O máximo que dá pra fazer é uma pesquisa por fora, com algumas empresas de tecnologia acompanhando uma amostragem de usuários. E só.
Distribuidores, produtores, atores e executivos ficam no escuro, ou, na melhor das hipóteses, no LUSCO-FUSCO. Pode parecer filhadaputisse? Até é. Mas pense no lado prático: ninguém pode argumentar que quer receber um valor por assinante que assistiu, ou usar esses dados pra ganhar mais na próxima renegociação de contrato.
Todos os filmes, séries, shows e documentários são licenciados por um valor contratual, com base na qualidade ou fama – e também na base de assinantes do serviço. Se você tem um personagem famoso, um ator renomado, uma franquia de sucesso, ou qualquer outra coisa que vá trazer mais assinantes, independente de quem vê ou não, vai ganhar mais dinheiro. Simples assim. Se você quiser mais e a plataforma achar que a conta não fecha por ter pouco espectador, ADIÓS.

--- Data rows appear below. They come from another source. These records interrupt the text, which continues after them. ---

//! Interface to the external game-physics engine.
//!
//! The engine runs one full game with a named agent and reports how far Mario
//! got. Implementations block until the run ends; the engine enforces its own
//! time budget.

use serde::{Deserialize, Serialize};
use std::fmt;
use thiserror::Error;

/// Name of a search agent known to the engine.
#[derive(Debug, Clone, PartialEq, Eq, Hash, Serialize, Deserialize)]
#[serde(transparent)]
pub struct AgentId(String);

impl AgentId {
    pub const ROBIN_BAUMGARTEN: &'static str = "robinBaumgarten";

    #[must_use]
    pub fn new(name: impl Into<String>) -> Self {
        Self(name.into())
    }

    #[must_use]
    pub fn as_str(&self) -> &str {
        &self.0
    }
}

impl Default for AgentId {
    fn default() -> Self {
        Self::new(Self::ROBIN_BAUMGARTEN)
    }
}

impl fmt::Display for AgentId {
    fn fmt(&self, f: &mut fmt::Formatter<'_>) -> fmt::Result {
        f.write_str(&self.0)
    }
}

/// Parameters of a single engine run.
#[derive(Debug, Clone, Copy)]
pub struct SimulationRequest<'a> {
    /// Engine-native level text.
    pub level: &'a str,
    pub agent: &'a AgentId,
    /// In-game seconds before the run times out.
    pub time_budget: u32,
    pub render: bool,
}

/// Result of one engine run.
#[derive(Debug, Clone, PartialEq, Serialize, Deserialize, Default)]
pub struct SimulationOutcome {
    /// Fraction of the level covered; `1.0` or more means the flag was reached.
    pub completion: f64,
    /// Action codes issued by the agent, in order.
    #[serde(default)]
    pub actions: Vec<i32>,
    #[serde(default)]
    pub stats: Option<OutcomeStats>,
}

impl SimulationOutcome {
    #[must_use]
    pub fn with_completion(completion: f64) -> Self {
        Self {
            completion,
            ..Self::default()
        }
    }

    #[must_use]
    pub fn completed(&self) -> bool {
        self.completion >= 1.0
    }
}

/// Extra run statistics some engines report alongside the completion fraction.
#[derive(Debug, Clone, PartialEq, Serialize, Deserialize, Default)]
#[serde(default)]
pub struct OutcomeStats {
    pub game_status: String,
    pub lives: i32,
    pub coins: i32,
    pub remaining_time_ms: i64,
    pub mario_mode: i32,
    pub mushrooms: i32,
    pub fire_flowers: i32,
    pub kills_total: i32,
    pub kills_by_stomp: i32,
    pub kills_by_fire: i32,
    pub kills_by_shell: i32,
    pub kills_by_fall: i32,
    pub destroyed_bricks: i32,
    pub jumps: i32,
    pub max_x_jump: f64,
    pub max_jump_air_time: i32,
}

/// Failures of the engine collaborator itself. None of these are recoverable
/// by the caller.
#[derive(Debug, Error)]
pub enum EngineError {
    #[error("failed to launch engine `{program}`: {source}")]
    Launch {
        program: String,
        #[source]
        source: std::io::Error,
    },
    #[error("failed to stage level for the engine: {0}")]
    Staging(#[source] std::io::Error),
    #[error("engine exited with {status}: {stderr}")]
    Exit { status: String, stderr: String },
    #[error("engine produced an unreadable outcome: {0}")]
    Malformed(#[from] serde_json::Error),
    #[error("engine script exhausted after {runs} runs")]
    ScriptExhausted { runs: usize },
}

/// Synchronous access to the game-physics engine.
pub trait SimulationEngine {
    /// Run one complete game and report the outcome.
    ///
    /// # Errors
    ///
    /// Returns an error if the engine cannot be started or its outcome cannot
    /// be read.
    fn run(&mut self, request: &SimulationRequest<'_>) -> Result<SimulationOutcome, EngineError>;
}

impl<E: SimulationEngine + ?Sized> SimulationEngine for &mut E {
    fn run(&mut self, request: &SimulationRequest<'_>) -> Result<SimulationOutcome, EngineError> {
        (**self).run(request)
    }
}

impl<E: SimulationEngine + ?Sized> SimulationEngine for Box<E> {
    fn run(&mut self, request: &SimulationRequest<'_>) -> Result<SimulationOutcome, EngineError> {
        (**self).run(request)
    }
}
//! Single-level simulation with action-trace recording.
//!
//! Prints the playable flag, the number of engine runs used and, when the
//! level was completed, the comma-separated action codes of that run.
//!
//! Usage:
//!   perform-simulation <level_path> <max_simulations>
//!   perform-simulation level.txt 10 --vglc --seed 4

use anyhow::{Context, Result};
use clap::Parser;
use log::info;
use std::path::PathBuf;

use marioplay_game::{Level, ProbeConfig, probe_playability, translate_vglc};
use marioplay_tester::reports::{render_outcome_summary, write_simulation_report};
use marioplay_tester::util::{OutputTarget, init_logging, read_level_or_empty};
use marioplay_tester::{ProcessEngine, RngKind, ToolConfig, build_sampler};

#[derive(Debug, Parser)]
#[command(name = "perform-simulation", version)]
#[command(about = "Run the agent on one level and print its playability and action trace")]
struct Args {
    /// Level file, in engine tiles unless --vglc is given
    level_path: PathBuf,

    /// Maximum engine runs before giving up
    max_simulations: usize,

    /// JSON configuration file
    #[arg(long)]
    config: Option<PathBuf>,

    /// Translate the level from VGLC tiles first
    #[arg(long)]
    vglc: bool,

    /// Seed for `?` blocks when translating
    #[arg(long, default_value_t = 0, allow_negative_numbers = true)]
    seed: i64,

    /// Random stream for `?` blocks when translating
    #[arg(long, value_enum, default_value_t = RngKind::Java)]
    rng: RngKind,

    /// Optional path to write the report to instead of stdout
    #[arg(long)]
    output: Option<PathBuf>,

    /// Log every trial and print run statistics to stderr
    #[arg(short, long)]
    verbose: bool,
}

fn main() -> Result<()> {
    let args = Args::parse();
    init_logging(args.verbose, "warn");

    let config = ToolConfig::load_or_default(args.config.as_deref())?;
    let probe = probe_config(&config, args.max_simulations);

    let raw = read_level_or_empty(&args.level_path);
    let level = if args.vglc {
        Level::parse(&raw).warn_if_irregular(&args.level_path.display().to_string());
        let mut sampler = build_sampler(args.rng, args.seed);
        translate_vglc(&raw, &mut sampler)
    } else {
        raw
    };

    let mut engine = ProcessEngine::new(config.engine);
    let result = probe_playability(&mut engine, &level, &probe)
        .with_context(|| format!("simulation of {} failed", args.level_path.display()))?;
    info!(
        "{}: {} after {} run(s)",
        args.level_path.display(),
        if result.playable { "playable" } else { "not playable" },
        result.trials
    );
    if args.verbose
        && let Some(outcome) = &result.last_outcome
    {
        eprintln!("{}", render_outcome_summary(outcome));
    }

    let mut output = OutputTarget::new(args.output)?;
    write_simulation_report(&mut output, &result)?;
    Ok(())
}

fn probe_config(config: &ToolConfig, max_simulations: usize) -> ProbeConfig {
    ProbeConfig {
        max_trials: max_simulations,
        ..config.probe.clone()
    }
}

É só pensar em quanta gente assinou Netflix por causa de Demolidor — e não necessariamente todos eles assistiram a todos os episódios.
Pense agora no caso do Oyster e de seus concorrentes: ter as grandes obras das grandes editoras é um argumento pra fazer a galera assinar o serviço. “Nossa, cara, tem Harry Potter aqui. Stephen King. MANO, até Cinquenta Tons de Cinza, assim posso ler sem ninguém saber. Sensacional”. Depois, bom, se você não ler aqueles livros e continuar pagando a assinatura, pra eles tá ótimo. Eles terão usado o nome do personagem e do autor pra ganhar dinheiro, mas não vão pagar nada pra eles.
Porém, se a empresa paga um valor fechado com base no tempo que o livro estará lá e no reconhecimento da obra e do autor, acaba a treta. E se a editora sentir que tem crescido a leitura – e dá pra monitorar isso, seja via as consultorias já citadas ou mesmo pelas redes sociais – é só negociar um valor melhor no próximo contrato.
Há também uma outra clara vantagem pra plataforma: não há sustos. Se você negocia todos os contratos previamente, você sabe o quanto vai gastar por mês. É igualzinho ao celular pré-pago. Agora, se você tem um acordo flexível, um celular pós, bom... Se você empresta o telefone por alguns dias pra aquele seu amigo POPULAR, que usa internet pra caralho e essas coisas, já sabe o que vai acontecer.
Resta saber, agora, o que o Google fará com esse pessoal e os conhecimentos do Oyster. Patentes e inovações do serviço devem ser agregados ao Google Play, mas não deve ser só isso. Há quem arrisque que a empresa de Mountain View esteja preparando o próprio serviço de assinatura de livros. “E por que não simplesmente agregar o Oyster ao Google, como fizeram com o YouTube, ao invés de encerrá-lo?”. Bom, se a plataforma tem contratos ruins, porque continuar com eles?
Essa seria uma boa mexida no mercado, que tá precisando. Desde o ano passado as vendas de eBooks estão desacelerando, algo que deve ter sido sentido inclusive pelo próprio Google. De acordo com a Association of American Publishers, houve uma queda de 7,5% das vendas de livros eletrônicos no primeiro trimestre de 2015, comparando com o mesmo período do ano passado. O resultado tá próximo das obras físicas de capa dura, que caíram 6,7%, mas bem longe do resultado das brochuras, que subiram 8,6%. Como um todo (e incluindo outros formatos, como audiobooks), o mercado dos EUA caiu 6,6%.
Da mesma forma que o Netflix fez muita gente voltar a pagar pra ver filmes e séries, um “Netflix dos livros” bem pensado, com as contas certinhas, pode fazer o mesmo nesse mercado e reverter essa queda, nem que seja só no digital. É só querer.